──────── Provided entries ────────

impl Engine {
    /// Engine at the default rate, `Lag` overruns, `Halt` on faults.
    pub fn new() -> Self {
        Self {
            shared: Arc::new(Shared::default()),
            settings: Mutex::new(Settings::default()),
            worker: Mutex::new(None),
        }
    }

    /// Engine configured from an `[engine]` table.
    ///
    /// # Errors
    ///
    /// [`EngineError::Config`] if the table does not validate.
    pub fn from_config(config: &EngineConfig) -> Result<Self, EngineError> {
        config.validate()?;
        let engine = Self::new();
        *engine.settings.lock() = Settings {
            frequency_hz: config.frequency_hz,
            overrun_policy: config.overrun_policy,
            fault_policy: FaultPolicy::from_config(config),
            thread_name: config.thread_name.clone(),
            initial_state: config.initial_state.clone(),
            rt: None,
        };
        Ok(engine)
    }

    // ─── Registration ───────────────────────────────────────────────

    /// Register a state under its name and return its shared handle.
    ///
    /// The first state registered becomes current without `on_enter` (that
    /// fires when the loop starts). Registering a name twice replaces the
    /// earlier state; the current and pending slots keep what they hold.
    ///
    /// # Errors
    ///
    /// [`EngineError::EmptyStateName`] if the state's name is empty.
    pub fn add_state<S: State + 'static>(&self, state: S) -> Result<StateHandle, EngineError> {
        self.add_shared(StateHandle::new(state))
    }

    /// Register an existing handle.
    pub fn add_shared(&self, handle: StateHandle) -> Result<StateHandle, EngineError> {
        if handle.name().is_empty() {
            return Err(EngineError::EmptyStateName);
        }
        let initial = self.settings.lock().initial_state.clone();
        let running = self.is_running();

        let mut slots = self.shared.slots.lock();
        if slots.registry.insert(handle.clone()).is_some() {
            warn!("State '{}' re-registered, replacing previous instance", handle.name());
        }
        let is_initial = !running && initial.as_deref() == Some(handle.name());
        if slots.current.is_none() || is_initial {
            slots.current = Some(handle.clone());
        }
        debug!("Registered state '{}' ({} total)", handle.name(), slots.registry.len());
        Ok(handle)
    }

    /// Make `name` current before the loop starts, without callbacks.
    ///
    /// # Errors
    ///
    /// - [`EngineError::Running`] if the loop is running
    /// - [`EngineError::UnknownState`] if `name` is not registered
    pub fn set_initial_state(&self, name: &str) -> Result<(), EngineError> {
        if self.is_running() {
            return Err(EngineError::Running);
        }
        let mut slots = self.shared.slots.lock();
        let handle = slots
            .registry
            .get(name)
            .cloned()
            .ok_or_else(|| EngineError::UnknownState(name.to_string()))?;
        slots.current = Some(handle);
        Ok(())
    }

    // ─── Transitions ────────────────────────────────────────────────

    /// Request a transition to `name`, applied at the start of the next tick.
    ///
    /// A later request before that tick replaces this one. Requesting the
    /// current state's own name re-runs its `on_exit`/`on_enter`.
    ///
    /// # Errors
    ///
    /// [`EngineError::UnknownState`] if `name` is not registered. Current and
    /// pending are left unchanged.
    pub fn set_state(&self, name: &str) -> Result<(), EngineError> {
        self.shared.request(name)
    }

    /// Cloneable handle for requesting transitions from inside state
    /// callbacks or other threads without borrowing the engine.
    pub fn transition_handle(&self) -> TransitionHandle {
        TransitionHandle {
            shared: Arc::downgrade(&self.shared),
        }
    }

    // ─── Configuration ──────────────────────────────────────────────

    /// Set the tick rate. Read when the loop starts; a change while running
    /// takes effect on the next `start()`.
    ///
    /// # Errors
    ///
    /// [`EngineError::InvalidFrequency`] if `hz` is not finite, not positive,
    /// or too high to schedule.
    pub fn set_frequency(&self, hz: f64) -> Result<(), EngineError> {
        tick_interval(hz)?;
        self.settings.lock().frequency_hz = hz;
        if self.is_running() {
            warn!("Frequency set to {hz} Hz while running; takes effect on next start");
        } else {
            debug!("Frequency set to {hz} Hz");
        }
        Ok(())
    }

    pub fn set_overrun_policy(&self, policy: OverrunPolicy) {
        self.settings.lock().overrun_policy = policy;
    }

    pub fn set_fault_policy(&self, policy: FaultPolicy) {
        self.settings.lock().fault_policy = policy;
    }

    /// Pin and prioritise the loop thread on the next start (`rt` feature).
    pub fn set_rt_config(&self, rt: Option<RtConfig>) {
        self.settings.lock().rt = rt;
    }

    // ─── Lifecycle ──────────────────────────────────────────────────

    /// Spawn the loop thread. No-op if already running.
    ///
    /// # Errors
    ///
    /// - [`EngineError::NoStates`] if nothing is registered
    /// - [`EngineError::UnknownState`] if the fail-safe state is not registered
    /// - [`EngineError::InvalidFrequency`] if the stored rate cannot be scheduled
    /// - [`EngineError::Spawn`] if the OS refuses the thread
    pub fn start(&self) -> Result<(), EngineError> {
        if self.shared.on_loop_thread() {
            warn!("start() called from the control loop thread; ignoring");
            return Ok(());
        }
        let mut worker = self.worker.lock();
        if self.is_running() {
            debug!("Engine already running");
            return Ok(());
        }
        if let Some(halted) = worker.take() {
            match halted.join() {
                Ok(Some(fault)) => warn!("Restarting after halt on fault: {fault}"),
                Ok(None) => {}
                Err(_) => warn!("Restarting after control loop thread panic"),
            }
        }

        let settings = self.settings.lock().clone();
        let interval = tick_interval(settings.frequency_hz)?;
        let (initial, fail_safe) = {
            let slots = self.shared.slots.lock();
            let Some(current) = slots.current.clone() else {
                return Err(EngineError::NoStates);
            };
            let fail_safe = match &settings.fault_policy {
                FaultPolicy::Halt => None,
                FaultPolicy::FailSafe(name) => Some(
                    slots
                        .registry
                        .get(name)
                        .cloned()
                        .ok_or_else(|| EngineError::UnknownState(name.clone()))?,
                ),
            };
            (current, fail_safe)
        };

        info!(
            "Starting engine at {} Hz ({:?} overruns) in state '{}'",
            settings.frequency_hz,
            settings.overrun_policy,
            initial.name()
        );

        self.shared.telemetry.lock().stats = CycleStats::new();
        self.shared.running.store(true, Ordering::Release);

        let control = ControlLoop {
            shared: Arc::clone(&self.shared),
            dispatcher: Dispatcher::new(Some(initial), fail_safe),
            interval,
            policy: settings.overrun_policy,
            rt: settings.rt,
        };
        let handle = thread::Builder::new()
            .name(settings.thread_name)
            .spawn(move || control.run())
            .map_err(|e| {
                self.shared.running.store(false, Ordering::Release);
                EngineError::Spawn(e)
            })?;
        *worker = Some(handle);
        Ok(())
    }

    /// Stop the loop and join its thread. No-op if not running.
    ///
    /// On return the last current state's `on_exit()` has run and no further
    /// `on_update()` will occur.
    ///
    /// # Errors
    ///
    /// - [`EngineError::Fault`] if the loop halted on a callback fault
    ///   (reported once)
    /// - [`EngineError::StopFromLoopThread`] if called from a state callback
    /// - [`EngineError::LoopPanicked`] if the loop thread panicked
    pub fn stop(&self) -> Result<(), EngineError> {
        if self.shared.on_loop_thread() {
            return Err(EngineError::StopFromLoopThread);
        }
        let mut worker = self.worker.lock();
        let Some(handle) = worker.take() else {
            return Ok(());
        };
        self.shared.running.store(false, Ordering::Release);
        match handle.join() {
            Ok(None) => {
                info!("Engine stopped");
                Ok(())
            }
            Ok(Some(fault)) => Err(EngineError::Fault(fault)),
            Err(_) => Err(EngineError::LoopPanicked),
        }
    }

    // ─── Observers ──────────────────────────────────────────────────

    /// `true` between `start()` and `stop()`, unless the loop halted.
    pub fn is_running(&self) -> bool {
        self.shared.running.load(Ordering::Acquire)
    }

    /// Name of the current state, as last published by the loop.
    pub fn current_state(&self) -> Option<String> {
        let slots = self.shared.slots.lock();
        slots.current.as_ref().map(|s| s.name().to_string())
    }

    /// Name of the transition waiting for the next tick.
    pub fn pending_state(&self) -> Option<String> {
        let slots = self.shared.slots.lock();
        slots.pending.as_ref().map(|s| s.name().to_string())
    }

    /// Registered names, sorted.
    pub fn state_names(&self) -> Vec<String> {
        self.shared.slots.lock().registry.names()
    }

    pub fn frequency(&self) -> f64 {
        self.settings.lock().frequency_hz
    }

    /// Snapshot of the current (or last) run's tick statistics.
    pub fn stats(&self) -> CycleStats {
        self.shared.telemetry.lock().stats
    }

    /// Most recent contained callback fault.
    pub fn last_fault(&self) -> Option<Fault> {
        self.shared.telemetry.lock().last_fault.clone()
    }
}

impl Drop for Engine {
    fn drop(&mut self) {
        match self.stop() {
            Ok(()) => {}
            Err(EngineError::StopFromLoopThread) => {
                self.shared.running.store(false, Ordering::Release);
            }
            Err(e) => warn!("Engine stopped with error on drop: {e}"),
        }
    }
}

/// Requests transitions on an engine it does not keep alive.
///
/// Obtained from [`Engine::transition_handle`]. Safe to move into a state so
/// the state can switch the engine from its own callbacks; a request made
/// during tick N is applied at the start of tick N+1.
#[derive(Debug, Clone)]
pub struct TransitionHandle {
    shared: Weak<Shared>,
}

impl TransitionHandle {
    /// Same as [`Engine::set_state`].
    ///
    /// # Errors
    ///
    /// - [`EngineError::EngineGone`] once the engine has been dropped
    /// - [`EngineError::UnknownState`] if `name` is not registered
    pub fn request(&self, name: &str) -> Result<(), EngineError> {
        let shared = self.shared.upgrade().ok_or(EngineError::EngineGone)?;
        shared.request(name)
    }
}

// ─── Loop Thread ────────────────────────────────────────────────────

struct ControlLoop {
    shared: Arc<Shared>,
    dispatcher: Dispatcher,
    interval: Duration,
    policy: OverrunPolicy,
    rt: Option<RtConfig>,
}

impl ControlLoop {
    fn run(mut self) -> Option<Fault> {
        *self.shared.loop_thread.lock() = Some(thread::current().id());
        let span = info_span!("control_loop", interval_us = self.interval.as_micros() as u64);
        let _enter = span.enter();

        if let Some(rt) = &self.rt {
            if let Err(e) = rt_setup(rt) {
                warn!("RT setup failed, continuing without RT guarantees: {e}");
            }
        }
        if detect_rt_mode() {
            info!("Control loop running in real-time mode");
        } else {
            debug!("Control loop running in standard (non-RT) mode");
        }

        let mut stats = CycleStats::new();
        let begin = self.dispatcher.begin();
        let mut halt = self.absorb(begin, &mut stats);
        let mut pacer = Pacer::new(self.interval, self.policy);

        while halt.is_none() && self.shared.running.load(Ordering::Acquire) {
            let tick_start = Instant::now();

            let pending = self.shared.slots.lock().pending.take();
            let step = self.dispatcher.step(pending);
            halt = self.absorb(step, &mut stats);
            self.publish_current(&mut stats);

            stats.record(tick_start.elapsed().as_nanos() as u64);
            if stats.tick_count % STATS_LOG_EVERY == 0 {
                debug!(
                    "Cycle stats: ticks={}, avg={}ns, max={}ns, overruns={}",
                    stats.tick_count,
                    stats.avg_tick_ns(),
                    stats.max_tick_ns,
                    stats.overruns
                );
            }

            if halt.is_none() {
                if let Some(overrun) = pacer.wait() {
                    stats.record_overrun(&overrun);
                    if stats.overruns <= OVERRUN_WARN_BURST
                        || stats.overruns % OVERRUN_WARN_EVERY == 0
                    {
                        warn!(
                            "Tick overrun #{}: {}µs late, {} ticks skipped",
                            stats.overruns,
                            overrun.late.as_micros(),
                            overrun.skipped
                        );
                    }
                }
            }
            self.shared.telemetry.lock().stats = stats;
        }

        if halt.is_some() {
            self.shared.running.store(false, Ordering::Release);
        }
        if let Some(fault) = self.dispatcher.finish() {
            stats.faults += 1;
            self.shared.telemetry.lock().last_fault = Some(fault.clone());
            halt = halt.or(Some(fault));
        }
        self.publish_current(&mut stats);
        self.shared.telemetry.lock().stats = stats;
        *self.shared.loop_thread.lock() = None;

        info!(
            "Control loop exited after {} ticks ({} overruns, {} transitions, {} faults)",
            stats.tick_count, stats.overruns, stats.transitions, stats.faults
        );
        halt
    }

    fn absorb(&self, step: Step, stats: &mut CycleStats) -> Option<Fault> {
        match step {
            Step::Continue => None,
            Step::Recovered(fault) => {
                stats.faults += 1;
                self.shared.telemetry.lock().last_fault = Some(fault);
                None
            }
            Step::Halt(fault) => {
                stats.faults += 1;
                self.shared.telemetry.lock().last_fault = Some(fault.clone());
                Some(fault)
            }
        }
    }

    fn publish_current(&self, stats: &mut CycleStats) {
        let transitions = self.dispatcher.transitions();
        if transitions != stats.transitions {
            stats.transitions = transitions;
            self.shared.slots.lock().current = self.dispatcher.current().cloned();
        }
    }
}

────────

Work required
Only lines that contain the string "pacer" count; pick each one out of the records and copy it.

Written solution
        let mut pacer = Pacer::new(self.interval, self.policy);
                if let Some(overrun) = pacer.wait() {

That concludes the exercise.